The best example of that in the region so far this season may be the Mount Desert Island Trojans, top-ranked in Class B North with a 11-0 record after Monday night’s 71-50 victory at Foxcroft Academy.
Through Jan. 10, coach Justin Norwood’s club had no player averaging as many as 12.8 points or six rebounds per contest, yet MDI has averaged 69.2 points per game while scoring fewer than 60 points just twice — 59 and 58 points in its two wins over second-ranked Hermon.
“Coach tells us all the time that there’s 14 different starters on our team so we need to be ready to play every night,” said Trojans’ forward Russell Kropff, one of nine seniors on a club that advanced from the No. 12 seed to the regional semifinals in 2015 before bowing out in the quarterfinals last February. “If we’re not playing well there’s somebody right behind us that’s going to come in and do the job.”
Classmate Graham Good was the scoring star against Foxcroft with 25 points, but with MDI’s depth he knows that minutes played from one game to the next is dependent on consistency of performance.
“In the John Bapst game at home we didn’t play very well, and coach doesn’t hesitate to put the next guy in if someone isn’t playing well,” said Good. “He always tells us if you’re not playing well and you come out you better not be mad, and we’ve really embraced that this year.”
While MDI has upheld its preseason status as one of the favorites in Class B North so far this winter, six of the Trojans’ last seven regular-season games are against teams with winning records.
“I think we have a great group of guys this year, we’ve built a really good team,” said Kropff. “Everybody’s bought into what we want to do and what we’re trying to do to get to our destination. It’s not a goal, it’s a destination.”
Red Eddies hope to build on steady success
The Edward Little boys basketball team has been a model of consistency during the last eight years.
The 2009 and 2010 seasons produced the Auburn school’s first Eastern Maine Class A championships since 1957, and the 2011 campaign led the Red Eddies back to the regional final.
The last five years have been nearly as good, but those consecutive tournament appearances that all ended in the semifinals have left a bittersweet feeling.
That’s why as coach Mike Adams’ club continues to lead Class AA North this winter with a 12-0 record after Monday’s 70-56 victory at Mount Ararat of Topsham, the success to date has been absorbed in moderation.
“We’ve been 18-0 before so we’re not talking about going 18-0, nobody’s talked about it except maybe our manager,” said EL coach Adams, whose team’s start was highlighted by consecutive victories over Deering, Cheverus and defending state champion Portland — teams with a combined 24-5 record — within an eight-night span in mid-December.
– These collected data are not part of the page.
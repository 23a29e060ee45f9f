//! Dispatcher behaviour against a real spool directory.

use std::sync::Arc;
use std::time::Duration;

use chrono::{TimeZone, Utc};
use tempfile::{TempDir, tempdir};
use tokio_util::sync::CancellationToken;

use super::*;
use crate::handlers::{Action, HandlerError, HandlerRegistry, Invocation};
use crate::spool::{Spool, SpoolEntry};
use crate::test_utils::RecordingAction;
use crate::types::{HookName, Source};

fn spool_in(dir: &TempDir) -> Spool {
    Spool::new(dir.path().join("spool"))
}

fn enqueue_at(spool: &Spool, hook: &str, secs: u32, suffix: &str) -> SpoolEntry {
    let now = Utc.with_ymd_and_hms(2024, 1, 1, 12, 0, secs).unwrap();
    spool
        .enqueue_with(
            &HookName::parse(hook).unwrap(),
            &Source::GitHub,
            format!("{{\"n\":{secs}}}").as_bytes(),
            now,
            &mut || suffix.to_string(),
        )
        .unwrap()
}

fn dispatcher(spool: &Spool, registry: HandlerRegistry) -> Dispatcher {
    Dispatcher::new(spool.clone(), registry, DispatcherConfig::default())
}

#[tokio::test]
async fn handled_entry_is_invoked_once_and_released() {
    let dir = tempdir().unwrap();
    let spool = spool_in(&dir);
    let action = RecordingAction::new("codenames");
    let registry = HandlerRegistry::new().exact("codenames", action.clone()).unwrap();

    spool
        .enqueue("codenames", &Source::GitHub, br#"{"ref":"refs/heads/main"}"#)
        .unwrap();

    let mut dispatcher = dispatcher(&spool, registry);
    let report = dispatcher.drain_all(&CancellationToken::new()).await.unwrap();

    assert_eq!(report.handled, 1);
    assert_eq!(action.call_count(), 1);
    let call = &action.calls()[0];
    assert_eq!(call.hook.as_str(), "codenames");
    assert_eq!(call.payload, br#"{"ref":"refs/heads/main"}"#);
    assert_eq!(spool.count_pending().unwrap(), 0);
    assert_eq!(dispatcher.state(), DispatcherState::Idle);
}

#[tokio::test]
async fn failed_action_still_releases_entry() {
    let dir = tempdir().unwrap();
    let spool = spool_in(&dir);
    let action = RecordingAction::failing("apps", 2);
    let registry = HandlerRegistry::new().exact("apps", action.clone()).unwrap();

    enqueue_at(&spool, "apps", 0, "aaaaaaa");

    let report = dispatcher(&spool, registry)
        .drain_all(&CancellationToken::new())
        .await
        .unwrap();

    assert_eq!(report.failed, 1);
    assert_eq!(report.handled, 0);
    assert_eq!(action.call_count(), 1);
    assert_eq!(spool.count_pending().unwrap(), 0);
}

#[tokio::test]
async fn unmatched_hook_is_discarded_without_invocation() {
    let dir = tempdir().unwrap();
    let spool = spool_in(&dir);
    let action = RecordingAction::new("codenames");
    let registry = HandlerRegistry::new().exact("codenames", action.clone()).unwrap();

    enqueue_at(&spool, "nobody-home", 0, "aaaaaaa");

    let report = dispatcher(&spool, registry)
        .drain_all(&CancellationToken::new())
        .await
        .unwrap();

    assert_eq!(report.unmatched, 1);
    assert_eq!(action.call_count(), 0);
    assert_eq!(spool.count_pending().unwrap(), 0);
}

#[tokio::test]
async fn entries_are_handled_in_arrival_order() {
    let dir = tempdir().unwrap();
    let spool = spool_in(&dir);
    let action = RecordingAction::new("all");
    let registry = HandlerRegistry::new()
        .exact("zeta", action.clone())
        .unwrap()
        .exact("alpha", action.clone())
        .unwrap()
        .exact("mid", action.clone())
        .unwrap();

    enqueue_at(&spool, "zeta", 1, "aaaaaaa");
    enqueue_at(&spool, "alpha", 3, "aaaaaaa");
    enqueue_at(&spool, "mid", 2, "aaaaaaa");

    dispatcher(&spool, registry)
        .drain_all(&CancellationToken::new())
        .await
        .unwrap();

    let order: Vec<String> = action
        .calls()
        .iter()
        .map(|c| c.hook.as_str().to_string())
        .collect();
    assert_eq!(order, vec!["zeta", "mid", "alpha"]);
}

/// Enqueues a follow-up entry the first time it runs.
struct Chaining {
    spool: Spool,
    calls: std::sync::Mutex<Vec<String>>,
}

impl Action for Chaining {
    fn name(&self) -> &str {
        "chaining"
    }

    fn invoke(&self, invocation: &Invocation) -> Result<(), HandlerError> {
        let mut calls = self.calls.lock().unwrap();
        if calls.is_empty() {
            self.spool
                .enqueue("second", &Source::GitHub, b"{}")
                .unwrap();
        }
        calls.push(invocation.hook.as_str().to_string());
        Ok(())
    }
}

#[tokio::test]
async fn entries_arriving_mid_drain_are_handled_in_same_drain() {
    let dir = tempdir().unwrap();
    let spool = spool_in(&dir);
    let action = Arc::new(Chaining {
        spool: spool.clone(),
        calls: std::sync::Mutex::new(Vec::new()),
    });
    let registry = HandlerRegistry::new()
        .exact("first", action.clone())
        .unwrap()
        .exact("second", action.clone())
        .unwrap();

    enqueue_at(&spool, "first", 0, "aaaaaaa");

    let report = dispatcher(&spool, registry)
        .drain_all(&CancellationToken::new())
        .await
        .unwrap();

    assert_eq!(report.handled, 2);
    assert_eq!(*action.calls.lock().unwrap(), vec!["first", "second"]);
    assert_eq!(spool.count_pending().unwrap(), 0);
}

#[tokio::test]
async fn second_drain_finds_nothing() {
    let dir = tempdir().unwrap();
    let spool = spool_in(&dir);
    let action = RecordingAction::new("codenames");
    let registry = HandlerRegistry::new().exact("codenames", action.clone()).unwrap();

    enqueue_at(&spool, "codenames", 0, "aaaaaaa");

    let mut dispatcher = dispatcher(&spool, registry);
    let token = CancellationToken::new();
    dispatcher.drain_all(&token).await.unwrap();
    let report = dispatcher.drain_all(&token).await.unwrap();

    assert_eq!(report, DrainReport::default());
    assert_eq!(action.call_count(), 1);
}

#[tokio::test]
async fn cancelled_drain_leaves_entries_pending() {
    let dir = tempdir().unwrap();
    let spool = spool_in(&dir);
    let action = RecordingAction::new("codenames");
    let registry = HandlerRegistry::new().exact("codenames", action.clone()).unwrap();

    enqueue_at(&spool, "codenames", 0, "aaaaaaa");
    enqueue_at(&spool, "codenames", 1, "bbbbbbb");

    let token = CancellationToken::new();
    token.cancel();
    let report = dispatcher(&spool, registry).drain_all(&token).await.unwrap();

    assert_eq!(report.total(), 0);
    assert_eq!(action.call_count(), 0);
    assert_eq!(spool.count_pending().unwrap(), 2);
}

/// Sets unix permission bits on `path`.
#[cfg(unix)]
fn set_mode(path: &std::path::Path, mode: u32) {
    use std::os::unix::fs::PermissionsExt;
    std::fs::set_permissions(path, std::fs::Permissions::from_mode(mode)).unwrap();
}

#[cfg(unix)]
#[tokio::test]
async fn unreadable_entry_is_left_pending_for_next_run() {
    let dir = tempdir().unwrap();
    let spool = spool_in(&dir);
    let action = RecordingAction::new("codenames");
    let registry = HandlerRegistry::new().exact("codenames", action.clone()).unwrap();

    let entry = enqueue_at(&spool, "codenames", 0, "aaaaaaa");
    set_mode(&entry.path, 0o000);
    if std::fs::read(&entry.path).is_ok() {
        // Permission bits do not bind this user (root).
        set_mode(&entry.path, 0o644);
        return;
    }

    let token = CancellationToken::new();
    let mut first_run = dispatcher(&spool, registry.clone());
    let report = first_run.drain_all(&token).await.unwrap();
    assert_eq!(report.unreadable, 1);
    assert_eq!(action.call_count(), 0);
    assert!(entry.path.exists());

    // Not retried within the same run.
    let report = first_run.drain_all(&token).await.unwrap();
    assert_eq!(report, DrainReport::default());
    assert!(entry.path.exists());

    set_mode(&entry.path, 0o644);
    let report = dispatcher(&spool, registry).drain_all(&token).await.unwrap();
    assert_eq!(report.handled, 1);
    assert_eq!(action.call_count(), 1);
    assert_eq!(action.calls()[0].payload, br#"{"n":0}"#);
    assert_eq!(spool.count_pending().unwrap(), 0);
}

#[cfg(unix)]
#[tokio::test]
async fn failed_release_does_not_rerun_action_in_same_run() {
    let dir = tempdir().unwrap();
    let spool = spool_in(&dir);
    let action = RecordingAction::new("codenames");
    let registry = HandlerRegistry::new().exact("codenames", action.clone()).unwrap();

    let entry = enqueue_at(&spool, "codenames", 0, "aaaaaaa");
    set_mode(spool.dir(), 0o555);
    if std::fs::write(spool.dir().join("writable"), b"").is_ok() {
        // Permission bits do not bind this user (root).
        set_mode(spool.dir(), 0o755);
        return;
    }

    let mut dispatcher = dispatcher(&spool, registry);
    let token = CancellationToken::new();
    let first = dispatcher.drain_all(&token).await.unwrap();
    let second = dispatcher.drain_all(&token).await.unwrap();

    set_mode(spool.dir(), 0o755);

    assert_eq!(first.handled, 1);
    assert_eq!(second, DrainReport::default());
    assert_eq!(action.call_count(), 1);
    assert!(entry.path.exists());
    assert_eq!(spool.count_pending().unwrap(), 1);
}

#[tokio::test]
async fn run_survives_zero_poll_interval_set_directly() {
    let dir = tempdir().unwrap();
    let spool = spool_in(&dir);
    let action = RecordingAction::new("codenames");
    let registry = HandlerRegistry::new().exact("codenames", action.clone()).unwrap();

    enqueue_at(&spool, "codenames", 0, "aaaaaaa");

    let config = DispatcherConfig {
        poll_interval: Duration::ZERO,
        ..DispatcherConfig::default()
    };
    let token = CancellationToken::new();
    let handle = tokio::spawn(Dispatcher::new(spool.clone(), registry, config).run(token.clone()));

    wait_for(|| action.call_count() == 1).await;

    token.cancel();
    tokio::time::timeout(Duration::from_secs(5), handle)
        .await
        .expect("dispatcher did not stop")
        .unwrap()
        .unwrap();
}

#[tokio::test]
async fn run_handles_backlog_and_later_arrivals_then_stops() {
    let dir = tempdir().unwrap();
    let spool = spool_in(&dir);
    let action = RecordingAction::new("codenames");
    let registry = HandlerRegistry::new().exact("codenames", action.clone()).unwrap();

    // Left over from a previous run.
    enqueue_at(&spool, "codenames", 0, "aaaaaaa");

    let config = DispatcherConfig::default().with_poll_interval(Duration::from_millis(50));
    let token = CancellationToken::new();
    let handle = tokio::spawn(Dispatcher::new(spool.clone(), registry, config).run(token.clone()));

    wait_for(|| action.call_count() == 1).await;

    spool
        .enqueue("codenames", &Source::GitHub, b"{}")
        .unwrap();
    wait_for(|| action.call_count() == 2).await;

    token.cancel();
    tokio::time::timeout(Duration::from_secs(5), handle)
        .await
        .expect("dispatcher did not stop")
        .unwrap()
        .unwrap();

    assert_eq!(spool.count_pending().unwrap(), 0);
}

#[tokio::test]
async fn run_sweeps_stale_temp_files_at_startup() {
    let dir = tempdir().unwrap();
    let spool = spool_in(&dir);
    std::fs::create_dir_all(spool.dir()).unwrap();
    std::fs::write(spool.dir().join(".tmp-codenames-crashed"), b"partial").unwrap();
    tokio::time::sleep(Duration::from_millis(20)).await;

    let config = DispatcherConfig::default()
        .with_poll_interval(Duration::from_millis(50))
        .with_stale_temp_age(Duration::ZERO);
    let token = CancellationToken::new();
    let handle = tokio::spawn(Dispatcher::new(spool.clone(), HandlerRegistry::new(), config).run(token.clone()));

    let temp = spool.dir().join(".tmp-codenames-crashed");
    wait_for(|| !temp.exists()).await;

    token.cancel();
    handle.await.unwrap().unwrap();
}

async fn wait_for(mut condition: impl FnMut() -> bool) {
    tokio::time::timeout(Duration::from_secs(5), async {
        while !condition() {
            tokio::time::sleep(Duration::from_millis(10)).await;
        }
    })
    .await
    .expect("condition not met in time");
}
“Our goal is to get better, and whether we end up 18-0 or 17-1 or 16-2 or 15-3 we’re still a good team and we’re still going to keep working to get where we want to be.”
This year’s EL roster has just three seniors, but forward Jarod Norcross-Plourde and guards Samatar Iman and C.J. Jipson are all pivotal players, along with the likes of juniors Tyler Morin and Darby Shea and 6-foot-4 sophomore Wol Maiwen.
“I think we’re balanced overall,” said Norcross-Plourde, a top three-sport athlete who will play baseball on scholarship at the University of Hartford beginning in 2018. “Last year we had three or four that were good, this year we’re up to at least six.
“We’re not the most physically imposing team,” he added. “But we’re all pretty athletic and we’re quick so that helps us inside.”
Another key to EL’s success this season has been its ball movement, as evidenced by its 20 assists during last Thursday’s 67-49 victory at Bangor.
“We’ve said all along that our strength is us as a unit, not as individuals,” said Adams, “and when we play together we’re pretty good.”